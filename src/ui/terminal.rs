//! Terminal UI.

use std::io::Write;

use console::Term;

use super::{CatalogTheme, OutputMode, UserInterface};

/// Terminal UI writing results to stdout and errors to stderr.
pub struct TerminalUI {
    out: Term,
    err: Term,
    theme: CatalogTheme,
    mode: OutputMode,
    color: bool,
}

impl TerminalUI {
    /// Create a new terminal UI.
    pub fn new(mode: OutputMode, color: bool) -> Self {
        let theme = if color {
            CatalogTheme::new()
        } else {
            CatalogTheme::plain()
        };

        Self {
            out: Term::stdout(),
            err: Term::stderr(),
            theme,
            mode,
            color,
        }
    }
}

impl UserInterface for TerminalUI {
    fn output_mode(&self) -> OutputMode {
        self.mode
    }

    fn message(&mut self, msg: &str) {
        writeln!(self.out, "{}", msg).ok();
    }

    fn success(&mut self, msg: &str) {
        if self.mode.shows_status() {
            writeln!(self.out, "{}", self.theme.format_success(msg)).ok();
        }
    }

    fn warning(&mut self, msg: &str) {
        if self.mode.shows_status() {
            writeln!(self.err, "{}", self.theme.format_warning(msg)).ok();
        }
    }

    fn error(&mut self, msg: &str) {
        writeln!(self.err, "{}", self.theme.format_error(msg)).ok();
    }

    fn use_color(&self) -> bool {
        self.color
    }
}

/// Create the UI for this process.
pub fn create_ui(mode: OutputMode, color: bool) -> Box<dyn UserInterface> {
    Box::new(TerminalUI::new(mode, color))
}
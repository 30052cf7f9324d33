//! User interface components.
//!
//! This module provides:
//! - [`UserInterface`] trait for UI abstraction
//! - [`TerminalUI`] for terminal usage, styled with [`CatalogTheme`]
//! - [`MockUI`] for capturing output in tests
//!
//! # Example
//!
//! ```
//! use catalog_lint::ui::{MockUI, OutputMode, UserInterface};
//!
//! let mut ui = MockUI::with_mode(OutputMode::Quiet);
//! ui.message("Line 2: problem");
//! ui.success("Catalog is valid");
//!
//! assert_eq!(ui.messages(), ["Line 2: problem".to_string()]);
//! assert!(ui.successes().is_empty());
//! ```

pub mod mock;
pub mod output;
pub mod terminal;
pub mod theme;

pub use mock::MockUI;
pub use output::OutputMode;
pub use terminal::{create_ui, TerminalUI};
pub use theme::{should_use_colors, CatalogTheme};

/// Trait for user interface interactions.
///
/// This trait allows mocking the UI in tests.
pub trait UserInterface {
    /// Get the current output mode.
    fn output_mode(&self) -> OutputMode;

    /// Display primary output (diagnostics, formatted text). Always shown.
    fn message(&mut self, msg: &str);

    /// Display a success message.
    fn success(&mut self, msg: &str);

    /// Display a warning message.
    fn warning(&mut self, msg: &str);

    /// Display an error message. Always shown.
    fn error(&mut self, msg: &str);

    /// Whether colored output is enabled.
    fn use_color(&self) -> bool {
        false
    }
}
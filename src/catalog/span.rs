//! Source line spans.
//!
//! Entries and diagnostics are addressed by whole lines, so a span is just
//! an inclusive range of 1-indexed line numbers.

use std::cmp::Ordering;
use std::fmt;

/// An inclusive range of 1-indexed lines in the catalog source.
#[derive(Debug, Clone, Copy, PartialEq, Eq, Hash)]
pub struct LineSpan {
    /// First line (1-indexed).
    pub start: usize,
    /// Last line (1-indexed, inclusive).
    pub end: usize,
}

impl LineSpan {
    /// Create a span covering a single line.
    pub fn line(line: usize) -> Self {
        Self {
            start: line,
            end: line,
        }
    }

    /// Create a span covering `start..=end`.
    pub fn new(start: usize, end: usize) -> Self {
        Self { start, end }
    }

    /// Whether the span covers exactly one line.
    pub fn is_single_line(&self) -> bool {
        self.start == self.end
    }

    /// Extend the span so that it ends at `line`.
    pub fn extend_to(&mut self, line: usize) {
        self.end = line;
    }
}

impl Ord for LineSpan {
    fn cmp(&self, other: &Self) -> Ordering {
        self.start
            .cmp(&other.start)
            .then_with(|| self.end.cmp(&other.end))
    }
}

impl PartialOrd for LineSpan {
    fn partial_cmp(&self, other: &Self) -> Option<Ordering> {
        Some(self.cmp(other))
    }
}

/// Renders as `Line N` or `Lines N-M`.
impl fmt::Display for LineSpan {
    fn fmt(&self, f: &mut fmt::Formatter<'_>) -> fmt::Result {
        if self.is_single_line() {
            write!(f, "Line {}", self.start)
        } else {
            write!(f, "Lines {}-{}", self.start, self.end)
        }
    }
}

----

* [TRY IT]:
Produce the records once again, exactly as they stand above.

* [TASK SOLUTION]:
filename src/ui/terminal.rs
//! Terminal UI.

use std::io::Write;

use console::Term;

use super::{CatalogTheme, OutputMode, UserInterface};

/// Terminal UI writing results to stdout and errors to stderr.
pub struct TerminalUI {
    out: Term,
    err: Term,
    theme: CatalogTheme,
    mode: OutputMode,
    color: bool,
}

impl TerminalUI {
    /// Create a new terminal UI.
    pub fn new(mode: OutputMode, color: bool) -> Self {
        let theme = if color {
            CatalogTheme::new()
        } else {
            CatalogTheme::plain()
        };

        Self {
            out: Term::stdout(),
            err: Term::stderr(),
            theme,
            mode,
            color,
        }
    }
}

impl UserInterface for TerminalUI {
    fn output_mode(&self) -> OutputMode {
        self.mode
    }

    fn message(&mut self, msg: &str) {
        writeln!(self.out, "{}", msg).ok();
    }

    fn success(&mut self, msg: &str) {
        if self.mode.shows_status() {
            writeln!(self.out, "{}", self.theme.format_success(msg)).ok();
        }
    }

    fn warning(&mut self, msg: &str) {
        if self.mode.shows_status() {
            writeln!(self.err, "{}", self.theme.format_warning(msg)).ok();
        }
    }

    fn error(&mut self, msg: &str) {
        writeln!(self.err, "{}", self.theme.format_error(msg)).ok();
    }

    fn use_color(&self) -> bool {
        self.color
    }
}

/// Create the UI for this process.
pub fn create_ui(mode: OutputMode, color: bool) -> Box<dyn UserInterface> {
    Box::new(TerminalUI::new(mode, color))
}
repository 30052cf7f9324d33
//! User interface components.
//!
//! This module provides:
//! - [`UserInterface`] trait for UI abstraction
//! - [`TerminalUI`] for terminal usage, styled with [`CatalogTheme`]
//! - [`MockUI`] for capturing output in tests
//!
//! # Example
//!
//! ```
//! use catalog_lint::ui::{MockUI, OutputMode, UserInterface};
//!
//! let mut ui = MockUI::with_mode(OutputMode::Quiet);
//! ui.message("Line 2: problem");
//! ui.success("Catalog is valid");
//!
//! assert_eq!(ui.messages(), ["Line 2: problem".to_string()]);
//! assert!(ui.successes().is_empty());
//! ```

pub mod mock;
pub mod output;
pub mod terminal;
pub mod theme;

pub use mock::MockUI;
pub use output::OutputMode;
pub use terminal::{create_ui, TerminalUI};
pub use theme::{should_use_colors, CatalogTheme};

/// Trait for user interface interactions.
///
/// This trait allows mocking the UI in tests.
pub trait UserInterface {
    /// Get the current output mode.
    fn output_mode(&self) -> OutputMode;

    /// Display primary output (diagnostics, formatted text). Always shown.
    fn message(&mut self, msg: &str);

    /// Display a success message.
    fn success(&mut self, msg: &str);

    /// Display a warning message.
    fn warning(&mut self, msg: &str);

    /// Display an error message. Always shown.
    fn error(&mut self, msg: &str);

    /// Whether colored output is enabled.
    fn use_color(&self) -> bool {
        false
    }
}
filename src/catalog/span.rs
//! Source line spans.
//!
//! Entries and diagnostics are addressed by whole lines, so a span is just
//! an inclusive range of 1-indexed line numbers.

use std::cmp::Ordering;
use std::fmt;

/// An inclusive range of 1-indexed lines in the catalog source.
#[derive(Debug, Clone, Copy, PartialEq, Eq, Hash)]
pub struct LineSpan {
    /// First line (1-indexed).
    pub start: usize,
    /// Last line (1-indexed, inclusive).
    pub end: usize,
}

impl LineSpan {
    /// Create a span covering a single line.
    pub fn line(line: usize) -> Self {
        Self {
            start: line,
            end: line,
        }
    }

    /// Create a span covering `start..=end`.
    pub fn new(start: usize, end: usize) -> Self {
        Self { start, end }
    }

    /// Whether the span covers exactly one line.
    pub fn is_single_line(&self) -> bool {
        self.start == self.end
    }

    /// Extend the span so that it ends at `line`.
    pub fn extend_to(&mut self, line: usize) {
        self.end = line;
    }
}

impl Ord for LineSpan {
    fn cmp(&self, other: &Self) -> Ordering {
        self.start
            .cmp(&other.start)
            .then_with(|| self.end.cmp(&other.end))
    }
}

impl PartialOrd for LineSpan {
    fn partial_cmp(&self, other: &Self) -> Option<Ordering> {
        Some(self.cmp(other))
    }
}

/// Renders as `Line N` or `Lines N-M`.
impl fmt::Display for LineSpan {
    fn fmt(&self, f: &mut fmt::Formatter<'_>) -> fmt::Result {
        if self.is_single_line() {
            write!(f, "Line {}", self.start)
        } else {
            write!(f, "Lines {}-{}", self.start, self.end)
        }
    }
}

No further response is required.